British Columbia, Alberta seek tax perks for LNG, oil sands processors

By REBECCA PENTY and CHRISTOPHER DONVILLE
Bloomberg

British Columbia and Alberta are banding together to push the Canadian government to apply the same tax treatment to multibillion-dollar energy plants that benefit Ontario manufacturers.

The western provinces want Prime Minister Stephen Harper’s government to let energy investors deduct costs of building liquefied natural gas (LNG) shipping terminals and oil-sands processing plants at the same rate as manufacturers, which are largely based in Central Canada.

“We’re cooperating with Alberta to try and get this issue raised,” said Rich Coleman, British Columbia’s minister of natural gas development.

British Columbia, vying with the US, Australia and Mozambique for an economic jolt from LNG megaprojects, is trying to lower costs as developers including Petronas evaluate whether to build facilities in the province to ship the fuel to Asia. Alberta faces similar pressures amid competition from quicker returns in US shale.

The western provinces argue that plants that refrigerate gas into a liquid for shipment, or turn oil-sands crude into synthetic oil or diesel via upgraders and refineries are essentially manufacturers, so they should receive the same tax treatment.

British Columbia began seeking more favorable tax treatment for LNG in 2012. It’s ramped up efforts as the federal government appears more open to altering the depreciation rate ahead of its 2015 budget, Coleman said.

Seven Years

“There’s nothing concrete, although there is more interest in having the conversation around this tax than there’s ever been,” Coleman said.

The Alberta government has also been advocating for changes for a couple years, said Carolyn Gregson, a spokeswoman for the province’s finance department.

LNG facilities are allowed depreciation rates of 8 percent while oil-sands refineries and upgraders can apply a 25% rate. Manufacturers qualify for a 50% rate under a temporary policy introduced in 2007 that’s due to expire at the end of 2015.

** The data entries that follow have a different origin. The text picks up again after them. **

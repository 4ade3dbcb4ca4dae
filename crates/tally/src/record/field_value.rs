use super::{Input, Record};
use std::sync::Arc;
use tally_core::{
    schema::{Field, FieldTy, ModelId, ReferenceTargets, Schema},
    stmt::{Id, Reference, Value},
    Error, Result,
};

/// A field value in its stored form, one variant per field kind.
///
/// Many-to-one and reference fields hold identifiers only; the record they
/// point at is never owned. One-to-many fields own their sub-records.
#[derive(Debug, Clone)]
pub(crate) enum FieldValue {
    Scalar(Value),
    ManyToOne(Option<Id>),
    Reference(Option<Reference>),
    OneToMany(Vec<Record>),
    ManyToMany(Vec<Id>),
}

impl FieldValue {
    /// Checks `input` against the kind of `field` and converts it.
    pub(crate) fn from_input(schema: &Arc<Schema>, field: &Field, input: Input) -> Result<Self> {
        match &field.ty {
            FieldTy::Primitive(primitive) => match input {
                Input::Value(value) if value.is_a(&primitive.ty) => Ok(FieldValue::Scalar(value)),
                input => Err(Error::validation_kind(
                    &field.name,
                    field.kind().as_str(),
                    input.shape(),
                )),
            },
            FieldTy::ManyToOne(rel) => match input {
                Input::Value(Value::Null) => Ok(FieldValue::ManyToOne(None)),
                input => Ok(FieldValue::ManyToOne(Some(expect_target_id(
                    schema, field, rel.target, input,
                )?))),
            },
            FieldTy::Reference(targets) => match input {
                Input::Value(Value::Null) => Ok(FieldValue::Reference(None)),
                input => Ok(FieldValue::Reference(Some(expect_reference(
                    schema, field, targets, input,
                )?))),
            },
            FieldTy::OneToMany(rel) => {
                let records = expect_list(field, input)?
                    .into_iter()
                    .map(|item| expect_sub_record(schema, field, rel.target, item))
                    .collect::<Result<_>>()?;
                Ok(FieldValue::OneToMany(records))
            }
            FieldTy::ManyToMany(rel) => {
                let ids = expect_list(field, input)?
                    .into_iter()
                    .map(|item| expect_target_id(schema, field, rel.target, item))
                    .collect::<Result<_>>()?;
                Ok(FieldValue::ManyToMany(ids))
            }
        }
    }

    /// Structural equality, used to detect assignments that undo a change.
    ///
    /// Sub-records are never compared by value; one-to-many fields are judged
    /// by their collection tracker instead.
    pub(crate) fn same_as(&self, other: &FieldValue) -> bool {
        match (self, other) {
            (FieldValue::Scalar(a), FieldValue::Scalar(b)) => same_scalar(a, b),
            (FieldValue::ManyToOne(a), FieldValue::ManyToOne(b)) => a == b,
            (FieldValue::Reference(a), FieldValue::Reference(b)) => a == b,
            (FieldValue::ManyToMany(a), FieldValue::ManyToMany(b)) => a == b,
            _ => false,
        }
    }

    /// The value as [`Record::get`] reports it.
    pub(crate) fn to_value(&self) -> Value {
        match self {
            FieldValue::Scalar(value) => value.clone(),
            FieldValue::ManyToOne(id) => (*id).into(),
            FieldValue::Reference(reference) => reference.clone().into(),
            FieldValue::ManyToMany(ids) => ids.clone().into(),
            FieldValue::OneToMany(records) => Value::List(
                records
                    .iter()
                    .map(|record| {
                        let mut map = record.values_map();
                        if let Some(id) = record.id() {
                            map.insert("id", id);
                        }
                        Value::Map(map)
                    })
                    .collect(),
            ),
        }
    }
}

/// Floats compare by total order, so a `NaN` assigned back over a `NaN`
/// counts as unchanged.
fn same_scalar(a: &Value, b: &Value) -> bool {
    match (a, b) {
        (Value::F64(a), Value::F64(b)) => a.total_cmp(b).is_eq(),
        _ => a == b,
    }
}

fn expect_list(field: &Field, input: Input) -> Result<Vec<Input>> {
    match input {
        Input::List(items) => Ok(items),
        Input::Value(Value::List(items)) => Ok(items.into_iter().map(Input::Value).collect()),
        Input::Value(Value::Null) => Ok(vec![]),
        input => Err(Error::validation_kind(
            &field.name,
            field.kind().as_str(),
            input.shape(),
        )),
    }
}

/// Identifier of a saved record of `target`, given as a record, an `Id` or
/// a non-negative integer.
fn expect_target_id(
    schema: &Schema,
    field: &Field,
    target: ModelId,
    input: Input,
) -> Result<Id> {
    match input {
        Input::Value(Value::Id(id)) => Ok(id),
        Input::Value(Value::I64(id)) => Id::from_i64(id).map_err(|err| {
            err.context(Error::validation_kind(
                &field.name,
                field.kind().as_str(),
                "negative integer",
            ))
        }),
        Input::Record(record) => {
            if record.model != target {
                return Err(Error::wrong_model(
                    &field.name,
                    &schema.model(target).name,
                    record.model_name(),
                ));
            }
            record.id().ok_or_else(|| Error::unsaved_record(&field.name))
        }
        input => Err(Error::validation_kind(
            &field.name,
            field.kind().as_str(),
            input.shape(),
        )),
    }
}

fn expect_reference(
    schema: &Schema,
    field: &Field,
    targets: &ReferenceTargets,
    input: Input,
) -> Result<Reference> {
    let reference = match input {
        Input::Value(Value::Reference(reference)) => reference,
        Input::Value(Value::String(encoded)) => encoded.parse::<Reference>().map_err(|err| {
            err.context(Error::validation_kind(
                &field.name,
                field.kind().as_str(),
                "malformed string",
            ))
        })?,
        Input::Record(record) => {
            let id = record.id().ok_or_else(|| Error::unsaved_record(&field.name))?;
            Reference::new(record.model_name(), id)
        }
        input => {
            return Err(Error::validation_kind(
                &field.name,
                field.kind().as_str(),
                input.shape(),
            ))
        }
    };

    let accepted = schema
        .model_by_name(reference.model())
        .is_some_and(|model| targets.accepts(model.id));

    if !accepted {
        let expected = targets
            .targets
            .iter()
            .map(|target| schema.model(*target).name.as_str())
            .collect::<Vec<_>>();
        let expected = if expected.is_empty() {
            "any model".to_string()
        } else {
            expected.join("|")
        };
        return Err(Error::wrong_model(&field.name, expected, reference.model()));
    }

    Ok(reference)
}

/// A sub-record of `target`: a record, a mapping of its initial values, or
/// the identifier of a stored one.
fn expect_sub_record(
    schema: &Arc<Schema>,
    field: &Field,
    target: ModelId,
    input: Input,
) -> Result<Record> {
    match input {
        Input::Record(record) if record.model == target => Ok(record),
        Input::Record(record) => Err(Error::wrong_model(
            &field.name,
            &schema.model(target).name,
            record.model_name(),
        )),
        Input::Value(Value::Map(values)) => Record::from_values_in(schema, target, values),
        Input::Value(Value::Id(id)) => Ok(Record::empty(schema, target, Some(id))),
        Input::Value(Value::I64(id)) => Ok(Record::empty(schema, target, Some(Id::from_i64(id)?))),
        input => Err(Error::validation_kind(
            &field.name,
            field.kind().as_str(),
            input.shape(),
        )),
    }
}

It would take seven years to depreciate an LNG facility if it were classified as a manufacturer using a 30% rate, rather than 27 years under the current policy, the Canadian Association of Petroleum Producers said in an August submission to the federal government. In Australia, an LNG terminal takes 13 years to depreciate, the group said.

Useful Life

Reclassification would help level the playing field with other countries, according to a letter to the federal government from the BC LNG Developers Alliance. The group represents companies including Royal Dutch Shell, BG Group, Chevron and Petronas, as the Malaysian company is known.

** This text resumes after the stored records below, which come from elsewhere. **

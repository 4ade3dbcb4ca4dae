use super::AccessControl;
use indexmap::IndexMap;
use std::collections::{HashMap, HashSet};
use tally_core::{GroupId, Permission, Principal};

/// An in-memory access subsystem: groups, memberships, model access rules
/// and button restrictions.
///
/// Model access follows the usual rule-table semantics. A model with no
/// rules is open to everyone. Once a model has rules, a permission is held
/// when any rule that applies to the principal (a rule without a group, or
/// one for a group the principal belongs to) grants it.
#[derive(Debug, Default)]
pub struct AccessRegistry {
    groups: IndexMap<GroupId, String>,

    /// Principal name to group memberships
    members: HashMap<String, HashSet<GroupId>>,

    rules: IndexMap<AccessId, ModelAccess>,

    /// `(model, button)` to the groups allowed to call it
    buttons: HashMap<(String, String), HashSet<GroupId>>,

    next_rule: usize,
}

/// One model access rule.
#[derive(Debug, Clone, PartialEq, Eq)]
pub struct ModelAccess {
    pub model: String,

    /// Group the rule applies to; `None` applies to everyone
    pub group: Option<GroupId>,

    pub perm_read: bool,
    pub perm_write: bool,
}

/// Identifies a rule within an [`AccessRegistry`].
#[derive(Debug, Copy, Clone, PartialEq, Eq, Hash)]
pub struct AccessId(usize);

impl AccessRegistry {
    pub fn new() -> Self {
        Self::default()
    }

    pub fn add_group(&mut self, name: impl Into<String>) -> GroupId {
        let id = GroupId(self.groups.len());
        self.groups.insert(id, name.into());
        id
    }

    pub fn group_by_name(&self, name: &str) -> Option<GroupId> {
        self.groups
            .iter()
            .find(|(_, group)| group.as_str() == name)
            .map(|(id, _)| *id)
    }

    pub fn add_member(&mut self, principal: &Principal, group: GroupId) {
        self.members
            .entry(principal.name().to_string())
            .or_default()
            .insert(group);
    }

    pub fn remove_member(&mut self, principal: &Principal, group: GroupId) {
        if let Some(groups) = self.members.get_mut(principal.name()) {
            groups.remove(&group);
        }
    }

    pub fn add_model_access(&mut self, rule: ModelAccess) -> AccessId {
        let id = AccessId(self.next_rule);
        self.next_rule += 1;
        self.rules.insert(id, rule);
        id
    }

    pub fn model_access_mut(&mut self, id: AccessId) -> Option<&mut ModelAccess> {
        self.rules.get_mut(&id)
    }

    pub fn remove_model_access(&mut self, id: AccessId) -> Option<ModelAccess> {
        self.rules.shift_remove(&id)
    }

    /// Restricts `button` on `model` to `groups`, replacing any previous
    /// restriction. An empty set lifts the restriction.
    pub fn set_button_groups(
        &mut self,
        model: &str,
        button: &str,
        groups: impl IntoIterator<Item = GroupId>,
    ) {
        let groups = groups.into_iter().collect::<HashSet<_>>();
        let key = (model.to_string(), button.to_string());

        if groups.is_empty() {
            self.buttons.remove(&key);
        } else {
            self.buttons.insert(key, groups);
        }
    }
}

impl AccessControl for AccessRegistry {
    fn has_model_permission(
        &self,
        model: &str,
        principal: &Principal,
        permission: Permission,
    ) -> bool {
        let mut rules = self.rules.values().filter(|rule| rule.model == model).peekable();

        if rules.peek().is_none() {
            return true;
        }

        let groups = self.principal_groups(principal);
        rules
            .filter(|rule| rule.group.map_or(true, |group| groups.contains(&group)))
            .any(|rule| match permission {
                Permission::Read => rule.perm_read,
                Permission::Write => rule.perm_write,
            })
    }

    fn button_groups(&self, model: &str, button: &str) -> HashSet<GroupId> {
        self.buttons
            .get(&(model.to_string(), button.to_string()))
            .cloned()
            .unwrap_or_default()
    }

    fn principal_groups(&self, principal: &Principal) -> HashSet<GroupId> {
        self.members
            .get(principal.name())
            .cloned()
            .unwrap_or_default()
    }
}
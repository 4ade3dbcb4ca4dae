use super::Error;

/// Error when a value assigned to a record does not fit the field.
#[derive(Debug)]
pub(super) struct ValidationError {
    pub(super) kind: ValidationErrorKind,
}

#[derive(Debug)]
pub(super) enum ValidationErrorKind {
    /// The value's shape does not match the field kind
    Kind {
        field: Box<str>,
        expected: &'static str,
        actual: &'static str,
    },

    /// The model has no field with the given name
    UnknownField { model: Box<str>, field: Box<str> },

    /// A related record belongs to a model the field does not accept
    WrongModel {
        field: Box<str>,
        expected: Box<str>,
        actual: Box<str>,
    },

    /// A record without an identifier was used where one is required
    Unsaved { field: Box<str> },

    /// Anything else, with a message
    Other(Box<str>),
}

impl std::error::Error for ValidationError {}

impl core::fmt::Display for ValidationError {
    fn fmt(&self, f: &mut core::fmt::Formatter) -> core::fmt::Result {
        use ValidationErrorKind::*;

        match &self.kind {
            Kind {
                field,
                expected,
                actual,
            } => write!(
                f,
                "invalid value for field `{field}`: {expected} field cannot hold {actual}"
            ),
            UnknownField { model, field } => {
                write!(f, "model `{model}` has no field `{field}`")
            }
            WrongModel {
                field,
                expected,
                actual,
            } => write!(
                f,
                "invalid value for field `{field}`: expected a record of `{expected}`, got `{actual}`"
            ),
            Unsaved { field } => write!(
                f,
                "invalid value for field `{field}`: record has no identifier yet"
            ),
            Other(message) => write!(f, "validation failed: {message}"),
        }
    }
}

impl Error {
    /// Creates a validation error for a value whose shape does not match the
    /// field kind.
    pub fn validation_kind(
        field: impl Into<String>,
        expected: &'static str,
        actual: &'static str,
    ) -> Error {
        Error::validation(ValidationErrorKind::Kind {
            field: field.into().into(),
            expected,
            actual,
        })
    }

    /// Creates a validation error for a field name the model does not declare.
    pub fn unknown_field(model: impl Into<String>, field: impl Into<String>) -> Error {
        Error::validation(ValidationErrorKind::UnknownField {
            model: model.into().into(),
            field: field.into().into(),
        })
    }

    /// Creates a validation error for a related record of the wrong model.
    pub fn wrong_model(
        field: impl Into<String>,
        expected: impl Into<String>,
        actual: impl Into<String>,
    ) -> Error {
        Error::validation(ValidationErrorKind::WrongModel {
            field: field.into().into(),
            expected: expected.into().into(),
            actual: actual.into().into(),
        })
    }

    /// Creates a validation error for an unsaved record used as a reference.
    pub fn unsaved_record(field: impl Into<String>) -> Error {
        Error::validation(ValidationErrorKind::Unsaved {
            field: field.into().into(),
        })
    }

    /// Creates a validation error with a free-form message.
    pub fn validation_failed(message: impl Into<String>) -> Error {
        Error::validation(ValidationErrorKind::Other(message.into().into()))
    }

    fn validation(kind: ValidationErrorKind) -> Error {
        Error::from(super::ErrorKind::Validation(ValidationError { kind }))
    }

    /// Returns `true` if this error is a validation error.
    pub fn is_validation(&self) -> bool {
        self.find_kind(|kind| matches!(kind, super::ErrorKind::Validation(_)))
    }
}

“If the federal government can afford accelerated capital cost allowance for manufacturing in Ontario, why not accelerated capital cost allowance for oil sands and for LNG on the west coast?” said Ken Kobly, president of the Alberta Chambers of Commerce.

Canada’s tax policy allows the cost of assets to be deducted over their useful life and also considers changing technology and market conditions, Stephanie Rubec, a federal finance department spokeswoman, said in an e-mail.

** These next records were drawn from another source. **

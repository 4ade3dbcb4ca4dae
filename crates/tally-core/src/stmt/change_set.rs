use super::{Id, Value};
use indexmap::IndexMap;
use serde::{Serialize, Serializer};
use serde_json::{json, Map, Value as Json};

/// The minimal diff between a record's current values and the values it was
/// loaded with.
///
/// Keys appear in the order the fields were first touched. Serializes to the
/// wire format consumed by a [`Store`](crate::Store).
#[derive(Debug, Default, Clone, PartialEq)]
pub struct ChangeSet {
    changes: IndexMap<String, Change>,
}

/// The contribution of one field to a [`ChangeSet`].
#[derive(Debug, Clone, PartialEq)]
pub enum Change {
    /// Scalar, many-to-one, reference and many-to-many fields: the encoded
    /// new value.
    Value(Value),

    /// One-to-many fields: nested records added, updated and removed.
    OneToMany(CollectionDiff),
}

/// Decomposition of a one-to-many field against the identifiers it was
/// loaded with.
#[derive(Debug, Default, Clone, PartialEq)]
pub struct CollectionDiff {
    pub add: Vec<Added>,
    pub update: Vec<Updated>,
    pub remove: Vec<Id>,
}

/// A sub-record that was not in the collection when it was loaded.
#[derive(Debug, Clone, PartialEq)]
pub struct Added {
    /// Position of the sub-record in the current collection.
    pub index: usize,

    /// Set when the sub-record is already stored and is being linked in.
    pub id: Option<Id>,

    /// Every field value of the sub-record.
    pub values: ChangeSet,
}

/// A stored sub-record whose own fields changed.
#[derive(Debug, Clone, PartialEq)]
pub struct Updated {
    pub id: Id,
    pub changes: ChangeSet,
}

impl ChangeSet {
    pub fn new() -> Self {
        Self::default()
    }

    pub fn insert(&mut self, field: impl Into<String>, change: Change) {
        self.changes.insert(field.into(), change);
    }

    pub fn get(&self, field: &str) -> Option<&Change> {
        self.changes.get(field)
    }

    pub fn len(&self) -> usize {
        self.changes.len()
    }

    pub fn is_empty(&self) -> bool {
        self.changes.is_empty()
    }

    pub fn fields(&self) -> impl Iterator<Item = &str> + '_ {
        self.changes.keys().map(String::as_str)
    }

    pub fn iter(&self) -> impl Iterator<Item = (&str, &Change)> + '_ {
        self.changes
            .iter()
            .map(|(field, change)| (field.as_str(), change))
    }

    pub fn to_json(&self) -> Json {
        Json::Object(self.json_map())
    }

    fn json_map(&self) -> Map<String, Json> {
        self.changes
            .iter()
            .map(|(field, change)| (field.clone(), change.to_json()))
            .collect()
    }
}

impl Change {
    pub fn as_value(&self) -> Option<&Value> {
        match self {
            Change::Value(value) => Some(value),
            Change::OneToMany(_) => None,
        }
    }

    pub fn as_one_to_many(&self) -> Option<&CollectionDiff> {
        match self {
            Change::OneToMany(diff) => Some(diff),
            Change::Value(_) => None,
        }
    }

    pub fn to_json(&self) -> Json {
        match self {
            Change::Value(value) => value.to_json(),
            Change::OneToMany(diff) => diff.to_json(),
        }
    }
}

impl CollectionDiff {
    /// True when nothing was added, updated or removed.
    pub fn is_empty(&self) -> bool {
        self.add.is_empty() && self.update.is_empty() && self.remove.is_empty()
    }

    /// Encodes the diff, leaving out each empty list.
    pub fn to_json(&self) -> Json {
        let mut out = Map::new();

        if !self.add.is_empty() {
            let add = self
                .add
                .iter()
                .map(|added| {
                    let mut values = Map::new();
                    if let Some(id) = added.id {
                        values.insert("id".to_string(), Json::from(id.to_u64()));
                    }
                    values.extend(added.values.json_map());
                    json!([added.index, values])
                })
                .collect();
            out.insert("add".to_string(), Json::Array(add));
        }

        if !self.update.is_empty() {
            let update = self
                .update
                .iter()
                .map(|updated| {
                    let mut entry = Map::new();
                    entry.insert("id".to_string(), Json::from(updated.id.to_u64()));
                    entry.extend(updated.changes.json_map());
                    Json::Object(entry)
                })
                .collect();
            out.insert("update".to_string(), Json::Array(update));
        }

        if !self.remove.is_empty() {
            let remove = self.remove.iter().map(|id| Json::from(id.to_u64())).collect();
            out.insert("remove".to_string(), Json::Array(remove));
        }

        Json::Object(out)
    }
}

impl From<Value> for Change {
    fn from(value: Value) -> Self {
        Change::Value(value)
    }
}

impl From<CollectionDiff> for Change {
    fn from(diff: CollectionDiff) -> Self {
        Change::OneToMany(diff)
    }
}

impl Serialize for ChangeSet {
    fn serialize<S: Serializer>(&self, serializer: S) -> Result<S::Ok, S::Error> {
        self.to_json().serialize(serializer)
    }
}

impl Serialize for Change {
    fn serialize<S: Serializer>(&self, serializer: S) -> Result<S::Ok, S::Error> {
        self.to_json().serialize(serializer)
    }
}
/// The type of a scalar field.
#[derive(Debug, Copy, Clone, PartialEq, Eq)]
pub enum Type {
    /// Boolean value
    Bool,

    /// Signed 64-bit integer
    I64,

    /// 64-bit float
    F64,

    /// String type
    String,
}

impl Type {
    pub fn is_bool(&self) -> bool {
        matches!(self, Self::Bool)
    }

    pub fn is_i64(&self) -> bool {
        matches!(self, Self::I64)
    }

    pub fn is_f64(&self) -> bool {
        matches!(self, Self::F64)
    }

    pub fn is_string(&self) -> bool {
        matches!(self, Self::String)
    }
}
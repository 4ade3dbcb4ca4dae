use super::Record;
use tally_core::stmt::{Id, Reference, Value, ValueMap};

/// A value offered to [`Record::set`].
///
/// Besides plain values, relation fields accept records: a many-to-one or
/// reference field takes a saved record, a one-to-many field takes a list of
/// records (saved or not).
#[derive(Debug, Clone)]
pub enum Input {
    Value(Value),
    Record(Record),
    List(Vec<Input>),
}

impl Input {
    /// A short name for the shape of the input, used in error messages.
    pub fn shape(&self) -> &'static str {
        match self {
            Input::Value(value) => value.shape(),
            Input::Record(_) => "record",
            Input::List(_) => "list",
        }
    }
}

macro_rules! impl_from_value {
    ( $($t:ty),+ $(,)? ) => {
        $(
            impl From<$t> for Input {
                fn from(src: $t) -> Input {
                    Input::Value(src.into())
                }
            }
        )+
    };
}

impl_from_value!(
    Value,
    bool,
    i64,
    i32,
    f64,
    &str,
    String,
    Id,
    Reference,
    ValueMap,
    Option<Id>,
    Option<Reference>,
    Vec<Value>,
    Vec<ValueMap>,
    Vec<Id>,
    Vec<i64>,
);

impl From<Record> for Input {
    fn from(src: Record) -> Input {
        Input::Record(src)
    }
}

impl From<&Record> for Input {
    fn from(src: &Record) -> Input {
        Input::Record(src.clone())
    }
}

impl From<Option<Record>> for Input {
    fn from(src: Option<Record>) -> Input {
        match src {
            Some(record) => Input::Record(record),
            None => Input::Value(Value::Null),
        }
    }
}

impl From<Vec<Record>> for Input {
    fn from(src: Vec<Record>) -> Input {
        Input::List(src.into_iter().map(Input::Record).collect())
    }
}

impl From<&[Record]> for Input {
    fn from(src: &[Record]) -> Input {
        Input::List(src.iter().cloned().map(Input::Record).collect())
    }
}

impl From<Vec<Input>> for Input {
    fn from(src: Vec<Input>) -> Input {
        Input::List(src)
    }
}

The rate for LNG facilities was raised in 2007 and the rate for oil-sands plants is already sufficient, Rubec said. A temporary accelerated rate introduced for manufacturers the same year so they could cope with changing technology was extended because of the global recession and will be reviewed, she said.

Shale Competition

Oil-sands projects are being shelved or scrapped as costs escalate and the US pumps rising volumes of crude from shale. Suncor Energy and Total last year abandoned plans for an C$11.6 billion ($10.4 billion) oil-sands upgrader that would have converted heavy bitumen into synthetic light oil amid competition from US shale.

Shamsul Azhar Abbas, the Petronas CEO, said this month the company needs clarity on costs in Canada as it seeks to make a final decision in December for a project that appeared “marginal” during a recent review.

British Columbia’s Coleman and Michael de Jong, the finance minister, are scheduled to meet with Shamsul in Malaysia next month to explain the province’s new LNG legislation on greenhouse-gas emissions and taxes, Coleman said.

BG Group is pausing development of its Canadian LNG project as at assesses global supplies with US volumes set to rise and prices falling.

“Anything the federal and provincial governments can do to make these projects more competitive, and therefore more likely to reach a financial investment decision, that’s for everybody’s benefit,” said Madeline Whitaker, president of BG’s Canadian unit.